Task statement:
Copy out each line below that has the word "down" in it.

(Stored items from a collection)
%%
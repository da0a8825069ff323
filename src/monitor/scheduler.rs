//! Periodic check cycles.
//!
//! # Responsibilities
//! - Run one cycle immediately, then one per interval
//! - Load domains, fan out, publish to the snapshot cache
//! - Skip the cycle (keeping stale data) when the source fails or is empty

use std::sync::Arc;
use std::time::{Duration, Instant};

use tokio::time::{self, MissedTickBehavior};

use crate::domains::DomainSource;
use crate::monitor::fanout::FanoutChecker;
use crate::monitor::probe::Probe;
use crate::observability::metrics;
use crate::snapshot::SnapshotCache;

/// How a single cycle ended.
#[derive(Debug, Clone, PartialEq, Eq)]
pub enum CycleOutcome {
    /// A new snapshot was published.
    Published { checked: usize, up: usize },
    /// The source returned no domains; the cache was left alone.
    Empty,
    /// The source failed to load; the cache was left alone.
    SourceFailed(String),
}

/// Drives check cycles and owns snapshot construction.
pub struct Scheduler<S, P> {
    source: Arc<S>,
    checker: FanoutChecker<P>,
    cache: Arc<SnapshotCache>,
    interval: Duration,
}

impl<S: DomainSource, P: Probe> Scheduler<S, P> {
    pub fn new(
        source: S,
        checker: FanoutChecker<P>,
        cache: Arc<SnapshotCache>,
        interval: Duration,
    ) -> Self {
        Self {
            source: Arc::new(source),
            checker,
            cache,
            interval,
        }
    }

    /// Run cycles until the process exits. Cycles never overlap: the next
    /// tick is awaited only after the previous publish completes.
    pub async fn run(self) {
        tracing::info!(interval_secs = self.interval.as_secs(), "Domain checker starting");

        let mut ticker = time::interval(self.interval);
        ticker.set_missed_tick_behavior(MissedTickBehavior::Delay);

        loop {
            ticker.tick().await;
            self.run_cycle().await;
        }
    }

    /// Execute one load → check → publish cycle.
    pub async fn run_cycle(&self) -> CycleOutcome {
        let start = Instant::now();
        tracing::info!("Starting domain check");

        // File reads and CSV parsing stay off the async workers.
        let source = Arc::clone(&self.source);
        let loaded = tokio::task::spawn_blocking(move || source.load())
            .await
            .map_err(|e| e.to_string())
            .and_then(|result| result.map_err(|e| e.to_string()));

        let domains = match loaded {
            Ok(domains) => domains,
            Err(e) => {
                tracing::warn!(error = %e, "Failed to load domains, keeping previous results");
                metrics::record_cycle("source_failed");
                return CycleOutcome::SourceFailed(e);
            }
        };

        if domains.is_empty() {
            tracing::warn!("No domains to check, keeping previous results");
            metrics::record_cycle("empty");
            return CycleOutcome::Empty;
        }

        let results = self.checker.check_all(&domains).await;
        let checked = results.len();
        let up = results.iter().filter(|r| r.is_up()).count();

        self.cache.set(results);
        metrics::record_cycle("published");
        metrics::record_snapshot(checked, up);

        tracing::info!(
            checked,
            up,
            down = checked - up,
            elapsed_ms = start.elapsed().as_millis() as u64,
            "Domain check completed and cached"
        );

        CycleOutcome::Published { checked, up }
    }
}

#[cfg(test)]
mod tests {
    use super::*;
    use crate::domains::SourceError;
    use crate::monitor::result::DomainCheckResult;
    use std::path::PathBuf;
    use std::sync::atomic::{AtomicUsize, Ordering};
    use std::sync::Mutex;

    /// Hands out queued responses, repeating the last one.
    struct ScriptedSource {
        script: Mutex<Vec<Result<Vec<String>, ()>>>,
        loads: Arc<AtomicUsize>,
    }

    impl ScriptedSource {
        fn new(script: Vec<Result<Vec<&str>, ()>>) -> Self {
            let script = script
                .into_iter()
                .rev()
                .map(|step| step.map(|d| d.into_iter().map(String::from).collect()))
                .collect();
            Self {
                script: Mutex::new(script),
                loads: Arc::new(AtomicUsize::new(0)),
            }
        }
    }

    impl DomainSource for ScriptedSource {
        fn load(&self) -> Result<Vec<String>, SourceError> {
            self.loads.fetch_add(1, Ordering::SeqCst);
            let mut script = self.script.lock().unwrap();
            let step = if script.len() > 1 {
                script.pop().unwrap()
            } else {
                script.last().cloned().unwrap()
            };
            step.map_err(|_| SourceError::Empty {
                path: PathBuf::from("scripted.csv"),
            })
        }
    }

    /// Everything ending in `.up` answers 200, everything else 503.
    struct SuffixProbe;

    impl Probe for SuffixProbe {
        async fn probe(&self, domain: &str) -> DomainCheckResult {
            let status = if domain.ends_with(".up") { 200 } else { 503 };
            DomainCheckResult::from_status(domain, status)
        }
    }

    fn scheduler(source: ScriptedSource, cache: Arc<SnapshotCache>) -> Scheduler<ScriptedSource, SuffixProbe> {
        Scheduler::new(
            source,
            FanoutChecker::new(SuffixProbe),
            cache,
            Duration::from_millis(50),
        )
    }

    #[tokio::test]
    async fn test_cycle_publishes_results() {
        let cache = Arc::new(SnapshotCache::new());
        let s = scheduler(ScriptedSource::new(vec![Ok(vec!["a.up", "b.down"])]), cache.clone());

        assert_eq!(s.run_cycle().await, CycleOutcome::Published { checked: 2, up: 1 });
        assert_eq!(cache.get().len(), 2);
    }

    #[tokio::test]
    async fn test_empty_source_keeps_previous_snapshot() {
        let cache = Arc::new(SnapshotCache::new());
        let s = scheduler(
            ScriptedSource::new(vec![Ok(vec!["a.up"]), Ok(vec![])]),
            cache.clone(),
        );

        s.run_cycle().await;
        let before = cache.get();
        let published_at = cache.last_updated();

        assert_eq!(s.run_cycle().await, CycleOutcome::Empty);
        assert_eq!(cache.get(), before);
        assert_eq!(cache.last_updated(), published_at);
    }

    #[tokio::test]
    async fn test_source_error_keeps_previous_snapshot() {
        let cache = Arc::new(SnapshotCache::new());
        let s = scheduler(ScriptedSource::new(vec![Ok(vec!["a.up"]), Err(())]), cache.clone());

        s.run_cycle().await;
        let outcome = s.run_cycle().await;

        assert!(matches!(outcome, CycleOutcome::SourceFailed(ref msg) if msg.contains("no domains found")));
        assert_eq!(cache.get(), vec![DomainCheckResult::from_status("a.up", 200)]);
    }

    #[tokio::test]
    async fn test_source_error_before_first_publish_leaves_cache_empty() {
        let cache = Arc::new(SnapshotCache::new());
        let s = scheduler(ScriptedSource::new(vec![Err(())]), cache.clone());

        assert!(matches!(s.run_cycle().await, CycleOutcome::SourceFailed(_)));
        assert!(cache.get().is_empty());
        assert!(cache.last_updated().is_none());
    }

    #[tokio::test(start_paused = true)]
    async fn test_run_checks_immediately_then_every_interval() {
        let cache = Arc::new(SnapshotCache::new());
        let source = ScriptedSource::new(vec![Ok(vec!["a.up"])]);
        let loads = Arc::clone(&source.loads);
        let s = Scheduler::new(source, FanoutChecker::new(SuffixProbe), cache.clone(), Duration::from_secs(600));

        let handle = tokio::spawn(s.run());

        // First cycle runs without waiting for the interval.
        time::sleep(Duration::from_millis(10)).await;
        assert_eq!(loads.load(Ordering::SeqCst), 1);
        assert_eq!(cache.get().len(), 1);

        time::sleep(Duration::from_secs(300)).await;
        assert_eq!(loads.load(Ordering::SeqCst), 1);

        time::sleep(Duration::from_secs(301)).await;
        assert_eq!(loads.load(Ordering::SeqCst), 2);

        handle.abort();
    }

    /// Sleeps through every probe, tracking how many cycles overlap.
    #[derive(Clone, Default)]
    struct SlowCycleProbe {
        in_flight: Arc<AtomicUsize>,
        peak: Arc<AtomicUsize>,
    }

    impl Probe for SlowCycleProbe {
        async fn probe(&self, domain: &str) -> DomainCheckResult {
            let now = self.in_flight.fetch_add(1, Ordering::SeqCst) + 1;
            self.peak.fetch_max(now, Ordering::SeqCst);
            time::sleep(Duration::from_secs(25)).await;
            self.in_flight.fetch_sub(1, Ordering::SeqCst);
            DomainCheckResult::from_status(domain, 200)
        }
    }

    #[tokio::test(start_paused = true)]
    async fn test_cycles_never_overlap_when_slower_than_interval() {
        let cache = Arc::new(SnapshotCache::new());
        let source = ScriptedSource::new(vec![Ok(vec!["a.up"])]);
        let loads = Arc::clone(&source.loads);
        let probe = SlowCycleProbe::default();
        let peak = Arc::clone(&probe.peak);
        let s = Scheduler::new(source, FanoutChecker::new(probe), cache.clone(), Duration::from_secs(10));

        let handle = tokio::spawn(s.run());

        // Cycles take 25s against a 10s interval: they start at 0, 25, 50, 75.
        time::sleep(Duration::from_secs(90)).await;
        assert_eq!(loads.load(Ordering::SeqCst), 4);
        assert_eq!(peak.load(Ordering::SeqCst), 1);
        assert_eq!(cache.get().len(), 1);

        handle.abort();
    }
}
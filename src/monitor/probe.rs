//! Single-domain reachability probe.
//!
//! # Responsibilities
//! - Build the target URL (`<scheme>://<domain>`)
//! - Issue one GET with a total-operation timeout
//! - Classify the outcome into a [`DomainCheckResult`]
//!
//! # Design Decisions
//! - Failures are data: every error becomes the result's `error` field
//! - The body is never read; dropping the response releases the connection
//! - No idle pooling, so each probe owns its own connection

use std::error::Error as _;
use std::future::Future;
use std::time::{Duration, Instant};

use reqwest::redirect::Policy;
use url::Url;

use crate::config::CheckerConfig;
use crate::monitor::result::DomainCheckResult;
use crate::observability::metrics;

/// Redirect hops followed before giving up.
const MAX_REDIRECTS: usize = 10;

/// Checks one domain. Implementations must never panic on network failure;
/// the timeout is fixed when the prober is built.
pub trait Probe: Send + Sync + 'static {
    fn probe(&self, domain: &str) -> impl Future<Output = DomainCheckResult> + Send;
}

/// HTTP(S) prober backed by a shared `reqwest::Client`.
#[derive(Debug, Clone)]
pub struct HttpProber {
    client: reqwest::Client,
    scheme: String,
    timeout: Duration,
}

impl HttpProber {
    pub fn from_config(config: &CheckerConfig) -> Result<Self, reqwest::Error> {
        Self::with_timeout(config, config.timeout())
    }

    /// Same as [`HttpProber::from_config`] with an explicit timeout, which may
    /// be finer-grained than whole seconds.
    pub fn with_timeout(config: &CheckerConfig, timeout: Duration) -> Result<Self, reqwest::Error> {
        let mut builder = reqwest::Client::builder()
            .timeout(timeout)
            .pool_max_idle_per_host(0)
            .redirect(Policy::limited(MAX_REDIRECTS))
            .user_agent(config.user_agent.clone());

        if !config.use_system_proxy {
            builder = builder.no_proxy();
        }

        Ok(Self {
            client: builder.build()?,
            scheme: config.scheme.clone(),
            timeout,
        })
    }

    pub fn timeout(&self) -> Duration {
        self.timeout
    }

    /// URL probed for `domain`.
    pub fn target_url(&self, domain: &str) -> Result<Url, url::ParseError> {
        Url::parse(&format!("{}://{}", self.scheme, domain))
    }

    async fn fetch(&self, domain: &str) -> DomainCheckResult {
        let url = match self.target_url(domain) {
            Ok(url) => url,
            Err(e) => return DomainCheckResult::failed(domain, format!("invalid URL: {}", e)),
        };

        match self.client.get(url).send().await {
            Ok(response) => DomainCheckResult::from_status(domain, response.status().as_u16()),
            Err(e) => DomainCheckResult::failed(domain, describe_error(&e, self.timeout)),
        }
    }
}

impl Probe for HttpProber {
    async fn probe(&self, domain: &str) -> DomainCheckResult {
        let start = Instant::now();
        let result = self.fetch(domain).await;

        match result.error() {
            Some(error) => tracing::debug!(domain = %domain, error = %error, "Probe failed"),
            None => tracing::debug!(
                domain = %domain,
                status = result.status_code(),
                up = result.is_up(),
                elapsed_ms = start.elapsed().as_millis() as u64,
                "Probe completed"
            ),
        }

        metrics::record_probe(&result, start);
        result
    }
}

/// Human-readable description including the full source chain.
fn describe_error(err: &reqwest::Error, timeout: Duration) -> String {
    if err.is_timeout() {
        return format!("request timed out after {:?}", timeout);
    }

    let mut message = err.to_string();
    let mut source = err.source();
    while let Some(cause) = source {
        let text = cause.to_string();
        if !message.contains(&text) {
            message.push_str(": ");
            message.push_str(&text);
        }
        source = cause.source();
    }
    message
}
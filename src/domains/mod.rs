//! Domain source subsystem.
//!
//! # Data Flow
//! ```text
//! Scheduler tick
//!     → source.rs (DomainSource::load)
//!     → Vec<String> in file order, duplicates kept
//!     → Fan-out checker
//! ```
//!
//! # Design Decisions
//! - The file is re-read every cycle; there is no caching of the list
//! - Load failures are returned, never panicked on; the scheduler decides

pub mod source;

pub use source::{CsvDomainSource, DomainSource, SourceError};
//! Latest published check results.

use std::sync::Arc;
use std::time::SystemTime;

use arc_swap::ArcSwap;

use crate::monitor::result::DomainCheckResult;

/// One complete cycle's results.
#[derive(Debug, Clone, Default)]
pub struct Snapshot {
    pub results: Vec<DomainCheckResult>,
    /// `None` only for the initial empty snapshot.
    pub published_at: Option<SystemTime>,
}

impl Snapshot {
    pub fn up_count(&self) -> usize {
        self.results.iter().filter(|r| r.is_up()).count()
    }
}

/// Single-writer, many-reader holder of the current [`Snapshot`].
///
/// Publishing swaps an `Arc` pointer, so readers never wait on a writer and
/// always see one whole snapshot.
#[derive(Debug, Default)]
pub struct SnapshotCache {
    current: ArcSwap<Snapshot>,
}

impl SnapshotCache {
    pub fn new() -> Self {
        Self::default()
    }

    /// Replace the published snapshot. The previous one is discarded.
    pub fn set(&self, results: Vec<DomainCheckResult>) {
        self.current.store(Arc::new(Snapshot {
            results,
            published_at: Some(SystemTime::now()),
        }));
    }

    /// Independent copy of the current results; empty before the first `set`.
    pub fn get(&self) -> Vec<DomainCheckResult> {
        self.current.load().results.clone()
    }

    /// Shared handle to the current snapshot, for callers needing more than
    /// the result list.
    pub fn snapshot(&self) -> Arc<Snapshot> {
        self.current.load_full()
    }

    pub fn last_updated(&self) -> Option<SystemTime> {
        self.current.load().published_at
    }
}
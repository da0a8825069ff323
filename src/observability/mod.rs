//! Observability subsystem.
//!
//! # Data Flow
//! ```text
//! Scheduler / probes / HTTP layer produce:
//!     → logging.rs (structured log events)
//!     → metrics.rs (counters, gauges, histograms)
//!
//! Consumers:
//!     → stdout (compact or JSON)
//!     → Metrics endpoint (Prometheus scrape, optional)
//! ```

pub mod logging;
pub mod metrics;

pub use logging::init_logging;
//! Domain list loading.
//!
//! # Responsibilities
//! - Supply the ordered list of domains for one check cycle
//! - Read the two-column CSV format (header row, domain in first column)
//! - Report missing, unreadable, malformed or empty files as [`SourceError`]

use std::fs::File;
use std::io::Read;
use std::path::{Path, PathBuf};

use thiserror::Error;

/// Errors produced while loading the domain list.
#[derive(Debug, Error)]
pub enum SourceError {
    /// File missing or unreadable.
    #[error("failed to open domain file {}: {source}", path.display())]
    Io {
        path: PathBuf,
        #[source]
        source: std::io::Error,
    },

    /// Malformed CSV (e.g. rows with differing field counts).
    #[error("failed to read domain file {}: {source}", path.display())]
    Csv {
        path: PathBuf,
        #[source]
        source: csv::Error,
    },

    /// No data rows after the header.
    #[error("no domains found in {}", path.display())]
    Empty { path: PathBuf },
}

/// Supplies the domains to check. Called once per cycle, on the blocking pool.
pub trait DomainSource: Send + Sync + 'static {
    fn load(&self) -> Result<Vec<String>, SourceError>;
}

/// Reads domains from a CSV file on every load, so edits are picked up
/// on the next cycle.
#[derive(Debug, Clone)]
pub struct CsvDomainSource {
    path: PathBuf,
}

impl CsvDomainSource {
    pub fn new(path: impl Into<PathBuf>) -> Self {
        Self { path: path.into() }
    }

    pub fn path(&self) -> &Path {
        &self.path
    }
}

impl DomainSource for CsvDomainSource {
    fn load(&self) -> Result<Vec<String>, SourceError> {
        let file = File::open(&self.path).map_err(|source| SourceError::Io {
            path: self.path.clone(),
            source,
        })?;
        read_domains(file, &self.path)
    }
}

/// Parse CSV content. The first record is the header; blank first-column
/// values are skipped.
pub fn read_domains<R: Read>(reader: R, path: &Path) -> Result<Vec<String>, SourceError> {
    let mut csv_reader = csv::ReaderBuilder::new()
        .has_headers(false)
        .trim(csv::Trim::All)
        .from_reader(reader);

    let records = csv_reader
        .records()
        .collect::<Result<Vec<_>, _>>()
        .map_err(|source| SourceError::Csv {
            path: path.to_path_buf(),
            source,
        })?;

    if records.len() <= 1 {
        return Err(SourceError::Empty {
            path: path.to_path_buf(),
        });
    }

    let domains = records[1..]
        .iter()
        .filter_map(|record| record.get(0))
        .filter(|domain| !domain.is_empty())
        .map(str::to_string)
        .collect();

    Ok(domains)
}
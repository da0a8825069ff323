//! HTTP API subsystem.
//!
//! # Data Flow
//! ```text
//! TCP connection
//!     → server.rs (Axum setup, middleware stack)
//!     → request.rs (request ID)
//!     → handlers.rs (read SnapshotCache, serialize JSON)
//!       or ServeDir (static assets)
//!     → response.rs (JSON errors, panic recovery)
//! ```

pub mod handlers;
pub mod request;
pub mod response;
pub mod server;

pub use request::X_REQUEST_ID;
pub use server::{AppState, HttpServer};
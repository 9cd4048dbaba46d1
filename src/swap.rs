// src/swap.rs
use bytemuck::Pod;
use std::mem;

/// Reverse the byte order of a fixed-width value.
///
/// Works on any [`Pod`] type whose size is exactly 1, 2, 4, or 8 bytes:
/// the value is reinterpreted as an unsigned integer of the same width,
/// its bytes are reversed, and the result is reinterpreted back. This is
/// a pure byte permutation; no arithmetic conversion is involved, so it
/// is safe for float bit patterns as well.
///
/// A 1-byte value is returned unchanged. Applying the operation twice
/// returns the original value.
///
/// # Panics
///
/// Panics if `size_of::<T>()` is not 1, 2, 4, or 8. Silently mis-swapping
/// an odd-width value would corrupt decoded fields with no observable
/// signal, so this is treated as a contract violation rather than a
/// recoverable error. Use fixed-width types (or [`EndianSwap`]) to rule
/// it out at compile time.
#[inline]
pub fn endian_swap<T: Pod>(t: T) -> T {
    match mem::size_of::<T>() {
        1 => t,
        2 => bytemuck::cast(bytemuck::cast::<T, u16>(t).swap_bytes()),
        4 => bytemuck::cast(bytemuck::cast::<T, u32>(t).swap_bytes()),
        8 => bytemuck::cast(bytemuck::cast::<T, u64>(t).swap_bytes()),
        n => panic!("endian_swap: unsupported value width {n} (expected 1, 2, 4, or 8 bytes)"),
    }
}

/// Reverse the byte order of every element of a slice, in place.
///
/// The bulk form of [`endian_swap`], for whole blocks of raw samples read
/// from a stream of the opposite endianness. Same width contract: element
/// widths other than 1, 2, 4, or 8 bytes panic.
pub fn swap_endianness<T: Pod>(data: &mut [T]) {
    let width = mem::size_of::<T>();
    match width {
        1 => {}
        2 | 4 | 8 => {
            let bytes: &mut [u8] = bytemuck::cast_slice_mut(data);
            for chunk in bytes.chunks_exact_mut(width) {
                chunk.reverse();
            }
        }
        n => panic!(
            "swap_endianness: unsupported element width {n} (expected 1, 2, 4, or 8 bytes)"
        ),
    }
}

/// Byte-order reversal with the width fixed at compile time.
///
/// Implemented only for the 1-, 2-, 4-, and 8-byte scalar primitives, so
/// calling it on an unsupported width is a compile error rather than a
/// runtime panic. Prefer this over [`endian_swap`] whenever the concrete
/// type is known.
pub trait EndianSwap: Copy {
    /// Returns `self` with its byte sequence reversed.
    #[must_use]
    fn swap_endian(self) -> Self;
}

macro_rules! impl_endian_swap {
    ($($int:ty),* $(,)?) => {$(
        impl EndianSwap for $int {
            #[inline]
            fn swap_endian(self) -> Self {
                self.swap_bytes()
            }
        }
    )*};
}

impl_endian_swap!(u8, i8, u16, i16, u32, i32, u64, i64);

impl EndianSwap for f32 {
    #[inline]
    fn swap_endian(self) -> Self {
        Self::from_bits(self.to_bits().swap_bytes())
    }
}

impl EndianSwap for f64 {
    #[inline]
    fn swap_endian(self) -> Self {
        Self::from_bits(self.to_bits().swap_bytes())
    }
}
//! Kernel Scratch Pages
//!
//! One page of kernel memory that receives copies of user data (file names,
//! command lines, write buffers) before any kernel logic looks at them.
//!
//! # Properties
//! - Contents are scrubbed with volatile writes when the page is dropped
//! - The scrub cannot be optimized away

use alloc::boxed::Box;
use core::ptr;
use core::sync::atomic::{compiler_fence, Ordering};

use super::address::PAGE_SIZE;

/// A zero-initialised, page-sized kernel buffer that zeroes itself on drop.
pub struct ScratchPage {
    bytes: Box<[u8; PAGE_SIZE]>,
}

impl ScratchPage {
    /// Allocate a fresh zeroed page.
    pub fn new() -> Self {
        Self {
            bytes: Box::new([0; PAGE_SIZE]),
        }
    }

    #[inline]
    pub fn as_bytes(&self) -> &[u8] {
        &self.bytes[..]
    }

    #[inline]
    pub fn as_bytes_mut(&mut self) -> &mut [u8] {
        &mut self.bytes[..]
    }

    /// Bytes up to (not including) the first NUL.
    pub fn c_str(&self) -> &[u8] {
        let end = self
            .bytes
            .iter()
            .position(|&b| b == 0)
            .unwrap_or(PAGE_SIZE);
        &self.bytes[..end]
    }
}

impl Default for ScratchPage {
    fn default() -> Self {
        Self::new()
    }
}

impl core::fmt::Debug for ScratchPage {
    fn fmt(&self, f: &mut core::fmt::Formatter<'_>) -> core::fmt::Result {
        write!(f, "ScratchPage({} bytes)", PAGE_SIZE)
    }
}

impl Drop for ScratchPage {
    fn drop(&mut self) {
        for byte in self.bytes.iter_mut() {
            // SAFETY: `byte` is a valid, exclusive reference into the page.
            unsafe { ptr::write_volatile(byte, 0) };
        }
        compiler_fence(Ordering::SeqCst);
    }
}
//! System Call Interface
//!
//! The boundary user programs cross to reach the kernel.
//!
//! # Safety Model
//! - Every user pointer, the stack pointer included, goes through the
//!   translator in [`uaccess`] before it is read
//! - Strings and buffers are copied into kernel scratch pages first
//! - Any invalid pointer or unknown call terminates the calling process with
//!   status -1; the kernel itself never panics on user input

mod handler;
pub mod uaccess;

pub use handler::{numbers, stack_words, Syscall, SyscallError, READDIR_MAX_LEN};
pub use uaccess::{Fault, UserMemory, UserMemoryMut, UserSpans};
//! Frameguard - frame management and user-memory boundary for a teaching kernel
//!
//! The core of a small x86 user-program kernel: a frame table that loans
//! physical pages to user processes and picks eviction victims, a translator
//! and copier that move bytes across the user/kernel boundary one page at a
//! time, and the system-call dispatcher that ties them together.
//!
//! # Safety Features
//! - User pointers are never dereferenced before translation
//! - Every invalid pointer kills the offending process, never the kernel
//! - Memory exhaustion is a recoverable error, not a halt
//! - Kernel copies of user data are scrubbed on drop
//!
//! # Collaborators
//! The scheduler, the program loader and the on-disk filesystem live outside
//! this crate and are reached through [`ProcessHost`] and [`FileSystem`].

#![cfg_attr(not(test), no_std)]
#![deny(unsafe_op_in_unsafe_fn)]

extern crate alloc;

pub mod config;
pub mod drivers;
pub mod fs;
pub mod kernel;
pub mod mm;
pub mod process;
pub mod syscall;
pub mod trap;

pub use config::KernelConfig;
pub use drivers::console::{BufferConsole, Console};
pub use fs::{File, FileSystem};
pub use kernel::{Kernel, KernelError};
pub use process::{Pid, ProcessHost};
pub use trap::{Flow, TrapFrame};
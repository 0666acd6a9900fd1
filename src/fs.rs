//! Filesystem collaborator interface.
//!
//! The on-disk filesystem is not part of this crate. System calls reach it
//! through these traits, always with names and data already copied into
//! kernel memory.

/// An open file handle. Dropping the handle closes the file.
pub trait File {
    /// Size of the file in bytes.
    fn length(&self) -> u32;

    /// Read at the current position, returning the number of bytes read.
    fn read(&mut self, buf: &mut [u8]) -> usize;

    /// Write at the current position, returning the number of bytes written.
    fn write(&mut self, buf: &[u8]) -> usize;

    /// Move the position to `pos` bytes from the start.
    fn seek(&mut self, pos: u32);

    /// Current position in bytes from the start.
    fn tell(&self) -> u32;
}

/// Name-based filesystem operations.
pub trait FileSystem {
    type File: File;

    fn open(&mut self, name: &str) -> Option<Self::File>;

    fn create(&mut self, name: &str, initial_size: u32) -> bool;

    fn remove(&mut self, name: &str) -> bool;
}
%%
Output for this exercise:
            down = checked - up,
        let s = scheduler(ScriptedSource::new(vec![Ok(vec!["a.up", "b.down"])]), cache.clone());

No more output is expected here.